Exercise details: There is one span to output from the data below: the lines starting at the line with "pub mod error;" and ending at the line with "const MAX_EMAIL_LENGTH: usize = 254;". Output it exactly, ends included, nothing more.

[Stored data]
=====
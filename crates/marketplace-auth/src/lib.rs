//! Marketplace authentication and authorization
//!
//! Password hashing, signed access/refresh tokens, a persistent token
//! blacklist and the gate that turns a request's headers into a resolved
//! buyer or seller identity.

pub mod blacklist;
pub mod error;
pub mod gate;
pub mod jwt;
pub mod password;

pub use blacklist::TokenBlacklist;
pub use error::AuthError;
pub use gate::{
    ACCESS_TOKEN_HEADER, AuthGate, AuthenticatedSeller, AuthenticatedUser, REFRESH_TOKEN_HEADER,
    extract_bearer_token, extract_refresh_token,
};
pub use jwt::{Claims, IssuedToken, JwtConfig, PrincipalKind, TokenClass, TokenIssuer, TokenPair};
pub use password::{hash_password, verify_password};
//! Input validation shared by the account and catalog routes

use marketplace_db::MAX_CART_QUANTITY;

use crate::error::ApiError;

/// Maximum allowed email length
const MAX_EMAIL_LENGTH: usize = 254;
/// Maximum allowed password length (prevent DoS with very large passwords)
const MAX_PASSWORD_LENGTH: usize = 256;
/// Minimum allowed password length
const MIN_PASSWORD_LENGTH: usize = 8;
/// Maximum allowed display/product name length
const MAX_NAME_LENGTH: usize = 128;

/// Trim and check an email address, returning the stored form
pub fn normalize_email(email: &str) -> Result<String, ApiError> {
    let email = email.trim();
    if email.is_empty() {
        return Err(ApiError::BadRequest("Email must not be empty".to_string()));
    }
    if email.len() > MAX_EMAIL_LENGTH {
        return Err(ApiError::BadRequest(format!(
            "Email exceeds maximum length of {} characters",
            MAX_EMAIL_LENGTH
        )));
    }
    if !email.contains('@') {
        return Err(ApiError::BadRequest("Email must contain '@'".to_string()));
    }
    Ok(email.to_string())
}

/// Validate a password for a new account.
///
/// Passwords are used verbatim, never trimmed, on both account creation and
/// login. Length is counted in characters.
pub fn validate_password(password: &str) -> Result<(), ApiError> {
    if password.trim().is_empty() {
        return Err(ApiError::BadRequest("Password must not be empty".to_string()));
    }
    let len = password.chars().count();
    if len < MIN_PASSWORD_LENGTH {
        return Err(ApiError::BadRequest(format!(
            "Password must be at least {} characters long",
            MIN_PASSWORD_LENGTH
        )));
    }
    check_password_max(password)
}

fn check_password_max(password: &str) -> Result<(), ApiError> {
    if password.chars().count() > MAX_PASSWORD_LENGTH {
        return Err(ApiError::BadRequest(format!(
            "Password exceeds maximum length of {} characters",
            MAX_PASSWORD_LENGTH
        )));
    }
    Ok(())
}

/// Check login credentials. The email is trimmed; the password is returned
/// as given so it matches what was hashed at creation.
pub fn login_credentials<'a>(
    email: &'a str,
    password: &'a str,
) -> Result<(&'a str, &'a str), ApiError> {
    let email = email.trim();
    if email.is_empty() {
        return Err(ApiError::BadRequest("Email must not be empty".to_string()));
    }
    if password.trim().is_empty() {
        return Err(ApiError::BadRequest("Password must not be empty".to_string()));
    }
    check_password_max(password)?;
    Ok((email, password))
}

/// Validate a display or product name, returning it trimmed
pub fn validate_name(name: &str, field: &str, required: bool) -> Result<String, ApiError> {
    let name = name.trim();
    if required && name.is_empty() {
        return Err(ApiError::BadRequest(format!("{} must not be empty", field)));
    }
    if name.chars().count() > MAX_NAME_LENGTH {
        return Err(ApiError::BadRequest(format!(
            "{} exceeds maximum length of {} characters",
            field, MAX_NAME_LENGTH
        )));
    }
    Ok(name.to_string())
}

pub fn validate_price(price: f64) -> Result<(), ApiError> {
    if !price.is_finite() || price < 0.0 {
        return Err(ApiError::BadRequest(
            "Price must be a non-negative number".to_string(),
        ));
    }
    Ok(())
}

pub fn validate_quantity(quantity: i64) -> Result<(), ApiError> {
    if quantity < 1 {
        return Err(ApiError::BadRequest("Quantity must be at least 1".to_string()));
    }
    if quantity > MAX_CART_QUANTITY {
        return Err(ApiError::BadRequest(format!(
            "Quantity must not exceed {}",
            MAX_CART_QUANTITY
        )));
    }
    Ok(())
}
=====
Response to this exercise:
pub mod error;
pub mod gate;
pub mod jwt;
pub mod password;

pub use blacklist::TokenBlacklist;
pub use error::AuthError;
pub use gate::{
    ACCESS_TOKEN_HEADER, AuthGate, AuthenticatedSeller, AuthenticatedUser, REFRESH_TOKEN_HEADER,
    extract_bearer_token, extract_refresh_token,
};
pub use jwt::{Claims, IssuedToken, JwtConfig, PrincipalKind, TokenClass, TokenIssuer, TokenPair};
pub use password::{hash_password, verify_password};
//! Input validation shared by the account and catalog routes

use marketplace_db::MAX_CART_QUANTITY;

use crate::error::ApiError;

/// Maximum allowed email length
const MAX_EMAIL_LENGTH: usize = 254;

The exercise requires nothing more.